(Saved data entries)

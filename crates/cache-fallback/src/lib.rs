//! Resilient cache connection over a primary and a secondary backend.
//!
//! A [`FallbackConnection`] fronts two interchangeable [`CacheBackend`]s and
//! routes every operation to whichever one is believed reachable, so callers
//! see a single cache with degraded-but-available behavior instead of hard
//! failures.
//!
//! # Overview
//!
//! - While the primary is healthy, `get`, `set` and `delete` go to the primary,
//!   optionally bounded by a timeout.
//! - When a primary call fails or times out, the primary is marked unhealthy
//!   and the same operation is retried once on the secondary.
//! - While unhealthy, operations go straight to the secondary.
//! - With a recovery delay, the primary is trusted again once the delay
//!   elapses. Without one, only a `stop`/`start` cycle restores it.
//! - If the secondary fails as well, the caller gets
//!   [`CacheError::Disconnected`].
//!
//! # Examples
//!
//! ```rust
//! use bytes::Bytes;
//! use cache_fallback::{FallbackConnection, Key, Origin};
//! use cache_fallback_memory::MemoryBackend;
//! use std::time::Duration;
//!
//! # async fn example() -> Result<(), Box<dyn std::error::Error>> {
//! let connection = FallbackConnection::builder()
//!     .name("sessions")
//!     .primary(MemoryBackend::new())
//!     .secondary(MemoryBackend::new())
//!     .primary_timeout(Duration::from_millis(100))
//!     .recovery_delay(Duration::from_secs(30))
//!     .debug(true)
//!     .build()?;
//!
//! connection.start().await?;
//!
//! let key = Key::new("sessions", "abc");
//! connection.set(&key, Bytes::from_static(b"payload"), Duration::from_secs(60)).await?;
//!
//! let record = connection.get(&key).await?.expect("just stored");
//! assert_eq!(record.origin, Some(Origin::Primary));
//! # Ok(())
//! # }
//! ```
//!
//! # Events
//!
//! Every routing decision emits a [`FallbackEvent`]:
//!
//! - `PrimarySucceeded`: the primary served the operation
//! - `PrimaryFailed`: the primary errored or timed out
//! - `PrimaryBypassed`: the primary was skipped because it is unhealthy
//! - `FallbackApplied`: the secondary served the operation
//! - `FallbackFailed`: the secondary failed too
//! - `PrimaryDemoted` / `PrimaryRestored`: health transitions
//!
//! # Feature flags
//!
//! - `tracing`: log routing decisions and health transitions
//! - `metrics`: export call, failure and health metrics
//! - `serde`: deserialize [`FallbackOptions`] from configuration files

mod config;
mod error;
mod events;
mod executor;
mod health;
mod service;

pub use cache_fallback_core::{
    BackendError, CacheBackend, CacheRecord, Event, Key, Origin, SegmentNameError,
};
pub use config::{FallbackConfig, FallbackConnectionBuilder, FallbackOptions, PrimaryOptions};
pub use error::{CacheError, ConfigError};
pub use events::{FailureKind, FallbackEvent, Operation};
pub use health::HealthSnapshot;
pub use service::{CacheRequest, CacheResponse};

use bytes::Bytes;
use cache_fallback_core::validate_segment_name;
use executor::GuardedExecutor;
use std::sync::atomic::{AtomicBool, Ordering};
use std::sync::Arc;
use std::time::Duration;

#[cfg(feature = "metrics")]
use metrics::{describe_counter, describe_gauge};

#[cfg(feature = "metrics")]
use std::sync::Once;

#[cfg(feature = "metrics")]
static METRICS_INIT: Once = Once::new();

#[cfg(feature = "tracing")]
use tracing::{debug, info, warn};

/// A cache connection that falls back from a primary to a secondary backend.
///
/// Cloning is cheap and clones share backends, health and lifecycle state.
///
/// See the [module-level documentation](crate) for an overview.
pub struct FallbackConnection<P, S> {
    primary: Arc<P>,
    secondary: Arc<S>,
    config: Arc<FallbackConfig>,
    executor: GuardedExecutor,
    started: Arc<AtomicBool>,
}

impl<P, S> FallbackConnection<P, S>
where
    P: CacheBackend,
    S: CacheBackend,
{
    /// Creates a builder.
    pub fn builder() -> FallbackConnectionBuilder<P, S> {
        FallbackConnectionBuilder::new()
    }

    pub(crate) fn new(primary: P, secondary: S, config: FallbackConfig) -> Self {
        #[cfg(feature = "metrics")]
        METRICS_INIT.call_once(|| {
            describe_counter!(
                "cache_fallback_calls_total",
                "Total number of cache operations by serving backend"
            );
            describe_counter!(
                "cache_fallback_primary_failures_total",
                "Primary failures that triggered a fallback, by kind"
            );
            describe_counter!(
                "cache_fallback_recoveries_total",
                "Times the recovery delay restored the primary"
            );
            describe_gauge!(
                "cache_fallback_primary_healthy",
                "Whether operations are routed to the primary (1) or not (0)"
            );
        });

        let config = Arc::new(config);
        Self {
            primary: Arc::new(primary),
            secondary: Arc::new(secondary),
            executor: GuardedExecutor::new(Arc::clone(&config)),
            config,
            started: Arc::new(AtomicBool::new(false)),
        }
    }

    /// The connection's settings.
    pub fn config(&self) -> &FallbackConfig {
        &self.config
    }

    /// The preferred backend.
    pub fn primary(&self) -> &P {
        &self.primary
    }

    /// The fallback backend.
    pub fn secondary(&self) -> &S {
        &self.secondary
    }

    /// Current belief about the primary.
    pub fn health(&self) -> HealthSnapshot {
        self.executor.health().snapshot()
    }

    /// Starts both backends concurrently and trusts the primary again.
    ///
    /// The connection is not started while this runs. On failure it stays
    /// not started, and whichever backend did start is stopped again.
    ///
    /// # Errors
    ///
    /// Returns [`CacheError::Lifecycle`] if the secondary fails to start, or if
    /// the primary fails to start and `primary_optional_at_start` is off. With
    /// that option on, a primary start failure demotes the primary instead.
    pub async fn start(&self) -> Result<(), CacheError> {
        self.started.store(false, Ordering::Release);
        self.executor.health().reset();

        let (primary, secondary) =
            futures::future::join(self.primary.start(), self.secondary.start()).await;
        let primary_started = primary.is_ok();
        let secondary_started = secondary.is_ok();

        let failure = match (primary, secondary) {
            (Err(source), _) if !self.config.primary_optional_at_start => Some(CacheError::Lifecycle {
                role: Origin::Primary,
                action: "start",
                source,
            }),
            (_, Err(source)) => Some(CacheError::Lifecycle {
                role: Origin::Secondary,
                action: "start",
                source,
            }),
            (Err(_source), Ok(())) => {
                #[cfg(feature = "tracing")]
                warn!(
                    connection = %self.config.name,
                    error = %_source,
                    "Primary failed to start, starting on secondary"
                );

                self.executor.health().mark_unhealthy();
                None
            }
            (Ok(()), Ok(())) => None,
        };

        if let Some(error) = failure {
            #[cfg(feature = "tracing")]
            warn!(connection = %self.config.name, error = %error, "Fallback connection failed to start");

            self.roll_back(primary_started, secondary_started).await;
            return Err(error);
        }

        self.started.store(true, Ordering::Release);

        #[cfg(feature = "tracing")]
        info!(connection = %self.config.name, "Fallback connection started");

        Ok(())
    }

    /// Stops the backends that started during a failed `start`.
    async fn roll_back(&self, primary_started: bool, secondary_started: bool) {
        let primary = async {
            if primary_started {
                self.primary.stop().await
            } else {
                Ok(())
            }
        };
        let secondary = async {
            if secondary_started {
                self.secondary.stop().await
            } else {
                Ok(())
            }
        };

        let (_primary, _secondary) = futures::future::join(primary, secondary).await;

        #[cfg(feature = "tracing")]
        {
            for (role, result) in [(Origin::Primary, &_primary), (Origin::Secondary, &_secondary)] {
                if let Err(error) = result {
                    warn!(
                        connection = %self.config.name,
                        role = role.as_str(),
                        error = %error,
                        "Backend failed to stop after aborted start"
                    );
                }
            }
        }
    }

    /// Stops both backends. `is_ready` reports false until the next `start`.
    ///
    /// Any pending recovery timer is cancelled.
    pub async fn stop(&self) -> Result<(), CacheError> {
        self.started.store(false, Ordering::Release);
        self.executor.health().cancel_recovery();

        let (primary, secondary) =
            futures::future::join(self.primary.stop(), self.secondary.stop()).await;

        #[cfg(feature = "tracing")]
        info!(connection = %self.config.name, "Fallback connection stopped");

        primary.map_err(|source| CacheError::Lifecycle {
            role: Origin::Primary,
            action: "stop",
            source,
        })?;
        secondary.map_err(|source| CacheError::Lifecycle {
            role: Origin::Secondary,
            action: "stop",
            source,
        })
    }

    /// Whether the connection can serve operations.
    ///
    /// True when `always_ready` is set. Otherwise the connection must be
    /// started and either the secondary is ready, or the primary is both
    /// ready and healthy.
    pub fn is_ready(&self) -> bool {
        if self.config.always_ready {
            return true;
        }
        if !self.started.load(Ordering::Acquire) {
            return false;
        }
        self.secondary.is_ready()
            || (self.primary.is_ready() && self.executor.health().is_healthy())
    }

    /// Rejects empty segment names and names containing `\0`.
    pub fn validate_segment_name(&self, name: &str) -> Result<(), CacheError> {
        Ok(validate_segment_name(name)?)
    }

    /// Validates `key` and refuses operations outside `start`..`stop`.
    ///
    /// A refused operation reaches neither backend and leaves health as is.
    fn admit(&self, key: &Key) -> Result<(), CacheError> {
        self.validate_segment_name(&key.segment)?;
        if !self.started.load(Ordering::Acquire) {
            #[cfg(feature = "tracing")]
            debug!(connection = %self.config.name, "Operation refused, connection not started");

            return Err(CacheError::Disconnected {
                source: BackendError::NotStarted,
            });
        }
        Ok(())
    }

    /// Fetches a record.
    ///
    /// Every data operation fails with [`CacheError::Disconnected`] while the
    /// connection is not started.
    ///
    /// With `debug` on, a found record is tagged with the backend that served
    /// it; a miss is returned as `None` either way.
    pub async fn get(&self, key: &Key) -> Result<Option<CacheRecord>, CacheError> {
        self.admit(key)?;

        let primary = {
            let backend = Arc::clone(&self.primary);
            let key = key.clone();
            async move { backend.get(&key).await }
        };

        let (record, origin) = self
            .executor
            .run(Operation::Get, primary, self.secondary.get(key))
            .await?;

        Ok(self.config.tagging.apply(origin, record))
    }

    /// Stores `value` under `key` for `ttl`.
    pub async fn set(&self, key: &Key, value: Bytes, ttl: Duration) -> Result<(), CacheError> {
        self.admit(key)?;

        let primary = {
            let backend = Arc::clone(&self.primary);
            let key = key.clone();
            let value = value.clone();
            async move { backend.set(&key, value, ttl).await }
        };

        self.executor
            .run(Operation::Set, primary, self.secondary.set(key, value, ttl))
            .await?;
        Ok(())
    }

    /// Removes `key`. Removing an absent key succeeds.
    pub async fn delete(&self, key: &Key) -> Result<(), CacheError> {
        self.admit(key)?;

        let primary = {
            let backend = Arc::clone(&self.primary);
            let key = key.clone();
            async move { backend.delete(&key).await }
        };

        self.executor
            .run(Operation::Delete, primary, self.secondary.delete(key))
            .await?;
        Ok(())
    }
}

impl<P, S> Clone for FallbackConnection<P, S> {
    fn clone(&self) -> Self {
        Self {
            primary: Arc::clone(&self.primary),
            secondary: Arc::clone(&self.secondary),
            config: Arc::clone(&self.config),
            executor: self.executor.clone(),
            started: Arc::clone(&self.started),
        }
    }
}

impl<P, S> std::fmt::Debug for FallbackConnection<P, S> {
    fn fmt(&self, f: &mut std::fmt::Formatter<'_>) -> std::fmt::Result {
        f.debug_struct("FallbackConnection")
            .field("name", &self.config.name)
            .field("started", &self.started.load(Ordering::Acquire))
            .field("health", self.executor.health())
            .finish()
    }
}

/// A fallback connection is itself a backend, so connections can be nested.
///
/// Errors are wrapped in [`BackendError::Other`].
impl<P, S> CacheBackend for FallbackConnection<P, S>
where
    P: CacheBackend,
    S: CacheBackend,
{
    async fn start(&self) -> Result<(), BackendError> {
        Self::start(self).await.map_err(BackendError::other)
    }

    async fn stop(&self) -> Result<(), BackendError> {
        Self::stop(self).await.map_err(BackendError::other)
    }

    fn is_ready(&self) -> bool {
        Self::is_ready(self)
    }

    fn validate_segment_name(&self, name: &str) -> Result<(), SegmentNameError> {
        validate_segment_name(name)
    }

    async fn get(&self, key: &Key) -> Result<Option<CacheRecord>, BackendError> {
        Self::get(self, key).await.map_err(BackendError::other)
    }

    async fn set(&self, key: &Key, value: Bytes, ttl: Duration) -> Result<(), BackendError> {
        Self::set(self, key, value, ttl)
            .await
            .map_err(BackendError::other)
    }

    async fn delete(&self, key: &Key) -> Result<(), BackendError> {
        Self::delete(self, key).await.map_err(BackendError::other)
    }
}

§ **INSTRUCTIONS TO FOLLOW**
Wherever the string "warn" appears in the records, copy the whole line.

§ **RESULT**
use tracing::{debug, info, warn};
                warn!(
            warn!(connection = %self.config.name, error = %error, "Fallback connection failed to start");
                    warn!(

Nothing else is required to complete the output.